My mom was consistent from the very beginning. She said that “you can count on only one thing: it won’t go the way you plan it.” She was talking about my delivery and she was right: it didn’t go the way I planned. I knew the risk of having a cesarean was higher with an induced labor but I didn’t have time to think seriously about it. I didn’t learn that I was going to have an induction until three weeks before Gabriel was born - and that was three weeks sooner than my due date. I went from thinking I had six weeks to prepare for the baby down to three. Those last three weeks were hectic between having a baby shower, setting up the nursery, doctor’s appointments, hospital appointments, monitoring every other day, getting the house ready, going to work, etc. There was no time to prepare for the possibility of a c-section, but then again, how can anyone ever really prepare for that? How can anyone know what it’s like unless they’ve done it before?

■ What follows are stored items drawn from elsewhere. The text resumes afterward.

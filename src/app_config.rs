//! Config file loading and layering onto the built-in presets.

use std::env;
use std::fs;
use std::path::{Path, PathBuf};

use anyhow::{Context, Result, bail};
use media_backup::download::MAX_WORKERS;
use media_backup::{BackupConfig, FailurePolicy, Variant};

use crate::cli::Args;

/// Settings read from the config file; `None` keeps the preset value.
#[derive(Debug, Clone, Default, PartialEq, Eq)]
pub struct FileConfig {
    pub photo_dir: Option<PathBuf>,
    pub video_dir: Option<PathBuf>,
    pub database: Option<PathBuf>,
    pub client_secrets: Option<PathBuf>,
    pub token_file: Option<PathBuf>,
    pub api_base_url: Option<String>,
    /// Concurrent downloads (1..=64).
    pub workers: Option<u64>,
    /// Items per catalog page (1..=100).
    pub page_size: Option<u64>,
    /// Submissions per 60-second window (>= 1).
    pub per_minute_limit: Option<u64>,
    /// Submissions per run before dispatching stops (>= 1).
    pub daily_cap: Option<u64>,
    pub on_download_failure: Option<FailurePolicy>,
    pub count_archived_toward_cap: Option<bool>,
    /// Database pool max connections (1..=20).
    pub db_max_connections: Option<u32>,
    /// Database busy timeout in milliseconds.
    pub db_busy_timeout_ms: Option<u32>,
}

impl FileConfig {
    /// Validates values against runtime constraints.
    pub fn validate(&self) -> Result<()> {
        if let Some(workers) = self.workers
            && !(1..=MAX_WORKERS as u64).contains(&workers)
        {
            bail!("Invalid config value for `workers`: {workers}. Expected range: 1..={MAX_WORKERS}");
        }
        if let Some(page_size) = self.page_size
            && !(1..=100).contains(&page_size)
        {
            bail!("Invalid config value for `page_size`: {page_size}. Expected range: 1..=100");
        }
        if self.per_minute_limit == Some(0) {
            bail!("Invalid config value for `per_minute_limit`: 0. Expected a positive integer");
        }
        if self.daily_cap == Some(0) {
            bail!("Invalid config value for `daily_cap`: 0. Expected a positive integer");
        }
        if let Some(url) = &self.api_base_url
            && url::Url::parse(url).is_err()
        {
            bail!("Invalid config value for `api_base_url`: '{url}' is not a URL");
        }
        validate_db_max_connections(self.db_max_connections)?;
        validate_db_busy_timeout_ms(self.db_busy_timeout_ms)?;
        Ok(())
    }

    /// Overlays file values onto `config`.
    pub fn apply(&self, config: &mut BackupConfig) -> Result<()> {
        if let Some(dir) = &self.photo_dir {
            config.photo_dir.clone_from(dir);
        }
        if let Some(dir) = &self.video_dir {
            config.video_dir.clone_from(dir);
        }
        if let Some(path) = &self.database {
            config.database.clone_from(path);
        }
        if let Some(path) = &self.client_secrets {
            config.client_secrets.clone_from(path);
        }
        if let Some(path) = &self.token_file {
            config.token_file.clone_from(path);
        }
        if let Some(url) = &self.api_base_url {
            config.api_base_url.clone_from(url);
        }
        if let Some(workers) = self.workers {
            config.workers = usize::try_from(workers).context("`workers` out of range")?;
        }
        if let Some(page_size) = self.page_size {
            config.page_size = u32::try_from(page_size).context("`page_size` out of range")?;
        }
        if let Some(limit) = self.per_minute_limit {
            config.limits.per_window = limit;
        }
        if let Some(cap) = self.daily_cap {
            config.limits.daily_cap = cap;
        }
        if let Some(policy) = self.on_download_failure {
            config.failure_policy = policy;
        }
        if let Some(enabled) = self.count_archived_toward_cap {
            config.count_archived_toward_cap = enabled;
        }
        if let Some(n) = self.db_max_connections {
            config.db.max_connections = n;
        }
        if let Some(ms) = self.db_busy_timeout_ms {
            config.db.busy_timeout_ms = ms;
        }
        Ok(())
    }
}

fn validate_db_max_connections(value: Option<u32>) -> Result<()> {
    let Some(value) = value else {
        return Ok(());
    };
    if !(1..=20).contains(&value) {
        bail!("Invalid config value for `db_max_connections`: {value}. Expected range: 1..=20");
    }
    Ok(())
}

fn validate_db_busy_timeout_ms(value: Option<u32>) -> Result<()> {
    let Some(value) = value else {
        return Ok(());
    };
    if value > 120_000 {
        bail!("Invalid config value for `db_busy_timeout_ms`: {value}. Expected range: 0..=120000");
    }
    Ok(())
}

/// Builds the run config: preset, then config file, then CLI flags.
pub fn resolve(args: &Args) -> Result<(BackupConfig, Option<PathBuf>)> {
    let variant = if args.videos_only {
        Variant::VideosOnly
    } else {
        Variant::AllMedia
    };
    let mut config = BackupConfig::for_variant(variant);

    let path = match &args.config {
        Some(explicit) => {
            if !explicit.exists() {
                bail!("Config file '{}' does not exist", explicit.display());
            }
            Some(explicit.clone())
        }
        None => resolve_default_config_path().filter(|p| p.exists()),
    };
    if let Some(path) = &path {
        load_file_config(path)?.apply(&mut config)?;
    }

    if let Some(workers) = args.workers {
        config.workers = usize::from(workers);
    }
    if let Some(policy) = args.on_download_failure {
        config.failure_policy = policy;
    }
    Ok((config, path))
}

/// Resolves default config path.
///
/// Priority:
/// 1. `$XDG_CONFIG_HOME/media-backup/config.toml`
/// 2. `$HOME/.config/media-backup/config.toml`
#[must_use]
pub fn resolve_default_config_path() -> Option<PathBuf> {
    if let Some(xdg_config_home) = env_var_non_empty_os("XDG_CONFIG_HOME") {
        return Some(
            PathBuf::from(xdg_config_home)
                .join("media-backup")
                .join("config.toml"),
        );
    }

    let home = env_var_non_empty_os("HOME")?;
    Some(
        PathBuf::from(home)
            .join(".config")
            .join("media-backup")
            .join("config.toml"),
    )
}

fn env_var_non_empty_os(name: &str) -> Option<std::ffi::OsString> {
    let value = env::var_os(name)?;
    if value.is_empty() { None } else { Some(value) }
}

fn load_file_config(path: &Path) -> Result<FileConfig> {
    let raw = fs::read_to_string(path)
        .with_context(|| format!("Failed to read config file '{}'", path.display()))?;
    parse_config_str(&raw)
        .with_context(|| format!("Failed to parse config file '{}'", path.display()))
}

fn parse_config_str(raw: &str) -> Result<FileConfig> {
    let mut cfg = FileConfig::default();
    for (line_index, raw_line) in raw.lines().enumerate() {
        let line_no = line_index + 1;
        let line = strip_inline_comment(raw_line).trim();
        if line.is_empty() {
            continue;
        }

        let Some((raw_key, raw_value)) = line.split_once('=') else {
            bail!("Invalid config syntax on line {line_no}: expected key = value");
        };

        let key = raw_key.trim();
        let value = raw_value.trim();
        let invalid = || format!("Invalid `{key}` value on line {line_no}");

        match key {
            "photo_dir" => cfg.photo_dir = Some(parse_path(value).with_context(invalid)?),
            "video_dir" => cfg.video_dir = Some(parse_path(value).with_context(invalid)?),
            "database" => cfg.database = Some(parse_path(value).with_context(invalid)?),
            "client_secrets" => {
                cfg.client_secrets = Some(parse_path(value).with_context(invalid)?);
            }
            "token_file" => cfg.token_file = Some(parse_path(value).with_context(invalid)?),
            "api_base_url" => {
                cfg.api_base_url = Some(parse_string_literal(value).with_context(invalid)?);
            }
            "workers" => cfg.workers = Some(parse_integer_u64(value).with_context(invalid)?),
            "page_size" => cfg.page_size = Some(parse_integer_u64(value).with_context(invalid)?),
            "per_minute_limit" => {
                cfg.per_minute_limit = Some(parse_integer_u64(value).with_context(invalid)?);
            }
            "daily_cap" => cfg.daily_cap = Some(parse_integer_u64(value).with_context(invalid)?),
            "on_download_failure" => {
                let parsed = parse_string_literal(value).with_context(invalid)?;
                cfg.on_download_failure = Some(parsed.parse().with_context(invalid)?);
            }
            "count_archived_toward_cap" => {
                cfg.count_archived_toward_cap = Some(parse_boolean(value).with_context(invalid)?);
            }
            "db_max_connections" => {
                let parsed = parse_integer_u64(value).with_context(invalid)?;
                let n = u32::try_from(parsed)
                    .map_err(|_| anyhow::anyhow!("db_max_connections out of range for u32"))?;
                cfg.db_max_connections = Some(n);
            }
            "db_busy_timeout_ms" => {
                let parsed = parse_integer_u64(value).with_context(invalid)?;
                let n = u32::try_from(parsed)
                    .map_err(|_| anyhow::anyhow!("db_busy_timeout_ms out of range for u32"))?;
                cfg.db_busy_timeout_ms = Some(n);
            }
            unknown => {
                bail!("Unknown configuration key: '{unknown}' on line {line_no}");
            }
        }
    }
    cfg.validate()?;
    Ok(cfg)
}

fn strip_inline_comment(line: &str) -> &str {
    let mut in_string = false;
    for (index, ch) in line.char_indices() {
        match ch {
            '"' => in_string = !in_string,
            '#' if !in_string => return &line[..index],
            _ => {}
        }
    }
    line
}

fn parse_string_literal(raw_value: &str) -> Result<String> {
    if raw_value.len() < 2 || !raw_value.starts_with('"') || !raw_value.ends_with('"') {
        bail!("Expected double-quoted string");
    }
    Ok(raw_value[1..raw_value.len() - 1].to_string())
}

fn parse_path(raw_value: &str) -> Result<PathBuf> {
    let value = parse_string_literal(raw_value)?;
    if value.is_empty() {
        bail!("Expected a non-empty path");
    }
    Ok(PathBuf::from(value))
}

fn parse_integer_u64(raw_value: &str) -> Result<u64> {
    let token = raw_value.trim();
    if token.is_empty() {
        bail!("Expected integer value");
    }
    let value = token.parse::<i128>()?;
    if value < 0 {
        bail!("Expected non-negative integer");
    }
    u64::try_from(value).map_err(|_| anyhow::anyhow!("Integer value out of range for u64"))
}

fn parse_boolean(raw_value: &str) -> Result<bool> {
    match raw_value.trim() {
        "true" => Ok(true),
        "false" => Ok(false),
        _ => bail!("Expected 'true' or 'false'"),
    }
}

I was sad about how things turned out for the first couple of weeks. I knew that the c-section was necessary, but after 9 months of pregnancy and 20 hours of hard labor I couldn’t help but feel like I got cheated out of something. I had worked hard to get there but in the end my body just couldn’t cross the finish line. There was a sense of accomplishment that I lost. And I lost the experience of it too. It is an amazing gift that women have to be able to experience giving birth. The experience of feeling your child being born and then holding him as the nurses clean him off and then gazing into his beautiful eyes and being the first person in his whole life that he gazes back at. My son was born but I didn’t see it. I didn’t see him crying for the first time. I didn’t see his slimy blue little body. I was given a brief glimpse of him after he had been wrapped up and then he was taken to the nursery while I laid on the operating table waiting to be stitched up. I was being monitored in recovery while he was getting his first bath and was being photographed by his new family. I don’t remember nursing him for the first time because I was so heavily medicated. I mourned those things that I expected but never got.

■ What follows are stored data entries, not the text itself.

//! Error types for the download module.
//!
//! This module defines structured errors for single-item downloads,
//! providing context-rich error messages for logs.

use std::path::PathBuf;

use thiserror::Error;

use crate::store::StorageError;

/// Errors that can occur while fetching one media item.
#[derive(Debug, Error)]
pub enum DownloadError {
    /// Network-level error (DNS resolution, connection refused, TLS errors, etc.)
    #[error("network error downloading {url}: {source}")]
    Network {
        /// The URL that failed to download.
        url: String,
        /// The underlying network error.
        #[source]
        source: reqwest::Error,
    },

    /// HTTP error response (4xx client errors, 5xx server errors).
    #[error("HTTP {status} downloading {url}")]
    HttpStatus {
        /// The URL that returned an error status.
        url: String,
        /// The HTTP status code.
        status: u16,
    },

    /// File system error during download (create file, write, etc.)
    #[error("IO error writing to {path}: {source}")]
    Io {
        /// The file path where the error occurred.
        path: PathBuf,
        /// The underlying IO error.
        #[source]
        source: std::io::Error,
    },

    /// The file was written but the item could not be recorded as done.
    #[error("downloaded {path} but failed to record item {item_id}: {source}")]
    Record {
        /// Remote item id.
        item_id: String,
        /// File that was written.
        path: PathBuf,
        /// The store failure.
        #[source]
        source: StorageError,
    },
}

impl DownloadError {
    /// Creates a network error from a reqwest error.
    pub fn network(url: impl Into<String>, source: reqwest::Error) -> Self {
        Self::Network {
            url: url.into(),
            source,
        }
    }

    /// Creates an HTTP status error.
    pub fn http_status(url: impl Into<String>, status: u16) -> Self {
        Self::HttpStatus {
            url: url.into(),
            status,
        }
    }

    /// Creates an IO error.
    pub fn io(path: impl Into<PathBuf>, source: std::io::Error) -> Self {
        Self::Io {
            path: path.into(),
            source,
        }
    }

    /// Creates a record-after-download error.
    pub fn record(item_id: impl Into<String>, path: impl Into<PathBuf>, source: StorageError) -> Self {
        Self::Record {
            item_id: item_id.into(),
            path: path.into(),
            source,
        }
    }

    /// Path of a file this failure may have left behind, if any.
    ///
    /// A [`DownloadError::Record`] file is complete, so it is not reported.
    #[must_use]
    pub fn partial_file(&self) -> Option<&PathBuf> {
        match self {
            Self::Io { path, .. } => Some(path),
            Self::Network { .. } | Self::HttpStatus { .. } | Self::Record { .. } => None,
        }
    }
}

#[cfg(test)]
mod tests {
    use super::*;
    use crate::store::StorageErrorKind;

    #[test]
    fn test_download_error_http_status_display() {
        let error = DownloadError::http_status("https://lh3.example.com/abc=d", 404);
        let msg = error.to_string();
        assert!(msg.contains("404"), "Expected '404' in: {msg}");
        assert!(msg.contains("lh3.example.com"), "Expected URL in: {msg}");
    }

    #[test]
    fn test_download_error_io_display() {
        let io_error = std::io::Error::new(std::io::ErrorKind::PermissionDenied, "access denied");
        let error = DownloadError::io(PathBuf::from("/tmp/photo.jpg"), io_error);
        let msg = error.to_string();
        assert!(msg.contains("/tmp/photo.jpg"), "Expected path in: {msg}");
        assert_eq!(error.partial_file(), Some(&PathBuf::from("/tmp/photo.jpg")));
    }

    #[test]
    fn test_download_error_record_display() {
        let error = DownloadError::record(
            "AF1",
            "/tmp/photo.jpg",
            StorageError {
                kind: StorageErrorKind::PoolClosed,
                message: "pool closed".to_string(),
            },
        );
        let msg = error.to_string();
        assert!(msg.contains("AF1"));
        assert!(msg.contains("pool_closed"));
        assert_eq!(error.partial_file(), None);
    }
}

I don’t tell myself things like “it doesn’t matter how he was born just that he was healthy.” Of course the most important thing is that he’s healthy – I know that and that’s why I had a c-section. The truth is that it does matter how he was born, it does change things. But it would never, ever change how much love I have for him.
I share this because it was a learning experience for me. Yes I grieved in the beginning but eventually I was able to turn my feelings into positive ones. I can now be grateful for the things that I did experience. Like having a labor room filled with people that I love deeply. And I can be grateful that even though I didn’t get to see my son immediately after birth, Ryan did. He got an experience that many men never get because it is always the mom who gets to hold and bond with the baby first. I am happy that Ryan got that experience. I have evolved and I am happy for that.
I like your moms advice that it won’t go the way you plan it; most things usually don’t go according to plan.
I am glad to hear that you are positive and happy now about the conditions of the birth <3
your mother is right, the things we plan will dissapoint us the most.
just wait, gabriel will spring the most wonderful surprises on you.
<3 There are ways to put the odds on your side for the next time around.
I really want to meet this little guy. Thank you for your comment, Tanya. I love your two theory’s on your dream
I guess I hope it’s the latter as well…
Thank you for your sweet words..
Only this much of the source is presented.